### Available records
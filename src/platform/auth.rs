// Keyguard — Platform authentication subsystem
//
// The capability that evaluates an authentication policy against a
// human-readable reason and reports the health of biometric enrollment.

use std::fmt;

use serde::{Deserialize, Serialize};
use sha2::{Digest, Sha256};
use thiserror::Error;

/// Biometric health, read fresh at every access decision.
#[derive(Debug, Clone, Copy, PartialEq, Eq, Serialize, Deserialize)]
#[serde(rename_all = "snake_case")]
pub enum BiometryAvailability {
    Available,
    /// Too many failed attempts; cleared by a device-owner challenge.
    TemporarilyLocked,
    /// Not enrolled or disabled.
    Unavailable,
}

impl fmt::Display for BiometryAvailability {
    fn fmt(&self, f: &mut fmt::Formatter<'_>) -> fmt::Result {
        match self {
            Self::Available => write!(f, "available"),
            Self::TemporarilyLocked => write!(f, "locked (temporarily)"),
            Self::Unavailable => write!(f, "notAvailable (turned off/not enrolled)"),
        }
    }
}

/// The class of challenge to present.
#[derive(Debug, Clone, Copy, PartialEq, Eq)]
pub enum AuthPolicy {
    /// Passcode-class challenge; also clears a biometric lockout.
    DeviceOwner,
    Biometrics,
    /// Inline prompt for an application password.
    ApplicationPassword,
}

#[derive(Debug, Error, Clone, PartialEq, Eq)]
pub enum AuthFailure {
    #[error("Authentication was canceled by the user")]
    Canceled,

    #[error("Application retry limit exceeded")]
    Failed,

    #[error("Biometry is locked out")]
    Lockout,

    #[error("No identities are enrolled")]
    NotEnrolled,

    #[error("{0}")]
    Other(String),
}

/// Digest identifying the biometric enrollment set.
///
/// Two stamps compare equal only if no finger/face was added or removed in
/// between.
#[derive(Clone, PartialEq, Eq, Serialize, Deserialize)]
pub struct EnrollmentStamp(String);

impl EnrollmentStamp {
    pub fn from_domain_state(state: &[u8]) -> Self {
        let mut hasher = Sha256::new();
        hasher.update(b"keyguard-enrollment::");
        hasher.update(state);
        Self(hex::encode(hasher.finalize()))
    }
}

impl fmt::Debug for EnrollmentStamp {
    fn fmt(&self, f: &mut fmt::Formatter<'_>) -> fmt::Result {
        write!(f, "EnrollmentStamp({}…)", &self.0[..8.min(self.0.len())])
    }
}

/// Abstraction over the platform authentication subsystem.
///
/// `evaluate` and `prompt_password` may block on user interaction; callers on
/// the interaction context should go through `dispatch::run_blocking`.
pub trait AuthSubsystem: Send + Sync {
    /// Current biometric health. Cheap, no side effects.
    fn biometry_state(&self) -> BiometryAvailability;

    /// Stamp of the current enrollment set, `None` when nothing is enrolled.
    fn enrollment(&self) -> Option<EnrollmentStamp>;

    /// Present a challenge for `policy` with `reason` shown to the user.
    fn evaluate(&self, policy: AuthPolicy, reason: &str) -> Result<(), AuthFailure>;

    /// Ask the user to type an application password.
    fn prompt_password(&self, reason: &str) -> Result<String, AuthFailure>;
}
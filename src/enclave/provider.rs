// Keyguard — Key Facility
//
// Tagged asymmetric keys whose private half never leaves the facility.
// Callers hold a `KeyRef` and ask the facility to encrypt, decrypt, sign,
// or verify on their behalf. A key generated with `requires_biometry`
// prompts for biometrics on every private-key operation, so those calls
// block and belong on a worker (`dispatch::run_blocking`).

use super::EnclaveError;

// ─── Types ───────────────────────────────────────────────────────────────────

#[derive(Debug, Clone, Copy, PartialEq, Eq)]
pub enum KeyAlgorithm {
    /// X25519 key agreement, HKDF-SHA256, AES-256-GCM.
    EciesX25519HkdfSha256AesGcm,
    /// Ed25519 over the full message.
    Ed25519Message,
    /// Ed25519 over a caller-computed 32-byte SHA-256 digest.
    Ed25519Digest,
}

#[derive(Debug, Clone, Copy, PartialEq, Eq)]
pub enum KeyOperation {
    Encrypt,
    Decrypt,
    Sign,
    Verify,
}

/// Generation options.
#[derive(Debug, Clone, Copy, Default)]
pub struct KeySpec {
    pub requires_biometry: bool,
}

/// Reference to a key held by a facility.
#[derive(Debug, Clone, PartialEq, Eq)]
pub struct KeyRef {
    tag: String,
    requires_biometry: bool,
}

impl KeyRef {
    pub(crate) fn new(tag: &str, requires_biometry: bool) -> Self {
        Self {
            tag: tag.to_string(),
            requires_biometry,
        }
    }

    pub fn tag(&self) -> &str {
        &self.tag
    }

    pub fn requires_biometry(&self) -> bool {
        self.requires_biometry
    }
}

/// Whether `algorithm` is defined for `operation`.
pub fn algorithm_matches(operation: KeyOperation, algorithm: KeyAlgorithm) -> bool {
    matches!(
        (operation, algorithm),
        (
            KeyOperation::Encrypt | KeyOperation::Decrypt,
            KeyAlgorithm::EciesX25519HkdfSha256AesGcm
        ) | (
            KeyOperation::Sign | KeyOperation::Verify,
            KeyAlgorithm::Ed25519Message | KeyAlgorithm::Ed25519Digest
        )
    )
}

// ─── Trait ───────────────────────────────────────────────────────────────────

/// Abstraction over a hardware-style key facility, enabling platform
/// backends and the in-process software implementation.
pub trait KeyFacility: Send + Sync {
    /// Look up an existing key by tag.
    fn load_key(&self, tag: &str) -> Result<Option<KeyRef>, EnclaveError>;

    /// Generate and persist a new key under `tag`.
    fn generate_key(&self, tag: &str, spec: KeySpec) -> Result<KeyRef, EnclaveError>;

    /// Delete the key. Deleting a missing key is not an error.
    fn delete_key(&self, tag: &str) -> Result<(), EnclaveError>;

    /// External representation of the public half.
    fn public_key(&self, key: &KeyRef) -> Result<Vec<u8>, EnclaveError>;

    fn is_algorithm_supported(
        &self,
        key: &KeyRef,
        operation: KeyOperation,
        algorithm: KeyAlgorithm,
    ) -> bool;

    /// Encrypt with the public half. Never prompts.
    fn encrypt(
        &self,
        key: &KeyRef,
        algorithm: KeyAlgorithm,
        plaintext: &[u8],
    ) -> Result<Vec<u8>, EnclaveError>;

    /// Decrypt with the private half; may prompt with `reason`.
    fn decrypt(
        &self,
        key: &KeyRef,
        algorithm: KeyAlgorithm,
        ciphertext: &[u8],
        reason: &str,
    ) -> Result<zeroize::Zeroizing<Vec<u8>>, EnclaveError>;

    /// Sign with the private half; may prompt with `reason`.
    fn sign(
        &self,
        key: &KeyRef,
        algorithm: KeyAlgorithm,
        data: &[u8],
        reason: &str,
    ) -> Result<Vec<u8>, EnclaveError>;

    /// Verify with the public half. A malformed or wrong signature is `Ok(false)`.
    fn verify(
        &self,
        key: &KeyRef,
        algorithm: KeyAlgorithm,
        data: &[u8],
        signature: &[u8],
    ) -> Result<bool, EnclaveError>;
}
// Keyguard — Secret store data models
//
// SECURITY: passwords and secret bytes are wrapped in `Zeroizing` and never
// appear in Debug output. Secret bytes are reachable only through explicit
// accessors.

use std::fmt;

use zeroize::Zeroizing;

use crate::gate::PolicyKind;
use crate::platform::{AccessControl, AuthContext};

/// Authentication requirement attached to an entry.
pub enum AccessPolicy {
    /// Readable while the device is unlocked.
    DeviceUnlockOnly,
    /// Readable only with a matching password. The password goes to the
    /// platform keychain, which keeps a verifier, not the password.
    PasswordGated(Zeroizing<String>),
    /// Readable only after a biometric challenge; tied to the enrollment set
    /// at creation time.
    BiometryGated,
}

impl AccessPolicy {
    pub fn password(password: &str) -> Self {
        Self::PasswordGated(Zeroizing::new(password.to_string()))
    }

    pub(crate) fn access_control(&self) -> AccessControl {
        match self {
            Self::DeviceUnlockOnly => AccessControl::WhenUnlocked,
            Self::PasswordGated(_) => AccessControl::ApplicationPassword,
            Self::BiometryGated => AccessControl::BiometryCurrentSet,
        }
    }

    /// Context handed to the keychain when the entry is created.
    pub(crate) fn creation_context(&self) -> Option<AuthContext> {
        match self {
            Self::PasswordGated(pw) => Some(AuthContext::Password(pw.clone())),
            _ => None,
        }
    }

    /// The gate request matching this policy.
    pub fn kind(&self) -> PolicyKind {
        match self {
            Self::DeviceUnlockOnly => PolicyKind::DeviceUnlockOnly,
            Self::PasswordGated(pw) => PolicyKind::Password(pw.clone()),
            Self::BiometryGated => PolicyKind::Biometry,
        }
    }

    pub fn label(&self) -> &'static str {
        match self {
            Self::DeviceUnlockOnly => "device-unlock-only",
            Self::PasswordGated(_) => "password-gated",
            Self::BiometryGated => "biometry-gated",
        }
    }
}

impl fmt::Debug for AccessPolicy {
    fn fmt(&self, f: &mut fmt::Formatter<'_>) -> fmt::Result {
        match self {
            Self::DeviceUnlockOnly => write!(f, "DeviceUnlockOnly"),
            Self::PasswordGated(_) => write!(f, "PasswordGated([REDACTED])"),
            Self::BiometryGated => write!(f, "BiometryGated"),
        }
    }
}

/// Bytes released by a successful read. Zeroized on drop.
pub struct SecretBlob(Zeroizing<Vec<u8>>);

impl SecretBlob {
    pub(crate) fn new(bytes: Zeroizing<Vec<u8>>) -> Self {
        Self(bytes)
    }

    pub fn as_bytes(&self) -> &[u8] {
        &self.0
    }

    /// UTF-8 view of the secret, replacing invalid sequences.
    pub fn to_string_lossy(&self) -> String {
        String::from_utf8_lossy(&self.0).into_owned()
    }

    pub fn len(&self) -> usize {
        self.0.len()
    }

    pub fn is_empty(&self) -> bool {
        self.0.is_empty()
    }
}

/// Custom Debug implementation that NEVER reveals the secret.
impl fmt::Debug for SecretBlob {
    fn fmt(&self, f: &mut fmt::Formatter<'_>) -> fmt::Result {
        write!(f, "SecretBlob([REDACTED; {} bytes])", self.0.len())
    }
}

// ─── Tests ───────────────────────────────────────────────────────────────────

#[cfg(test)]
mod tests {
    use super::*;

    #[test]
    fn test_secret_blob_debug_redacts_contents() {
        let blob = SecretBlob::new(Zeroizing::new(b"Hello!".to_vec()));
        let debug = format!("{:?}", blob);
        assert!(debug.contains("[REDACTED"), "Debug output must be redacted");
        assert!(!debug.contains("Hello"), "Debug output must NEVER contain the secret");
    }

    #[test]
    fn test_secret_blob_accessors() {
        let blob = SecretBlob::new(Zeroizing::new(b"Hello!".to_vec()));
        assert_eq!(blob.as_bytes(), b"Hello!");
        assert_eq!(blob.to_string_lossy(), "Hello!");
        assert_eq!(blob.len(), 6);
    }

    #[test]
    fn test_policy_debug_redacts_password() {
        let policy = AccessPolicy::password("qwerty");
        assert!(!format!("{:?}", policy).contains("qwerty"));
    }

    #[test]
    fn test_policy_maps_to_access_control() {
        assert_eq!(
            AccessPolicy::DeviceUnlockOnly.access_control(),
            AccessControl::WhenUnlocked
        );
        assert_eq!(
            AccessPolicy::password("x").access_control(),
            AccessControl::ApplicationPassword
        );
        assert_eq!(
            AccessPolicy::BiometryGated.access_control(),
            AccessControl::BiometryCurrentSet
        );
        assert!(AccessPolicy::BiometryGated.creation_context().is_none());
        assert!(AccessPolicy::password("x").creation_context().is_some());
    }
}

### What you should do
Lines in the records above that carry the word "AuthFailure" are to be located and copied.

### Response area
pub enum AuthFailure {
    fn evaluate(&self, policy: AuthPolicy, reason: &str) -> Result<(), AuthFailure>;
    fn prompt_password(&self, reason: &str) -> Result<String, AuthFailure>;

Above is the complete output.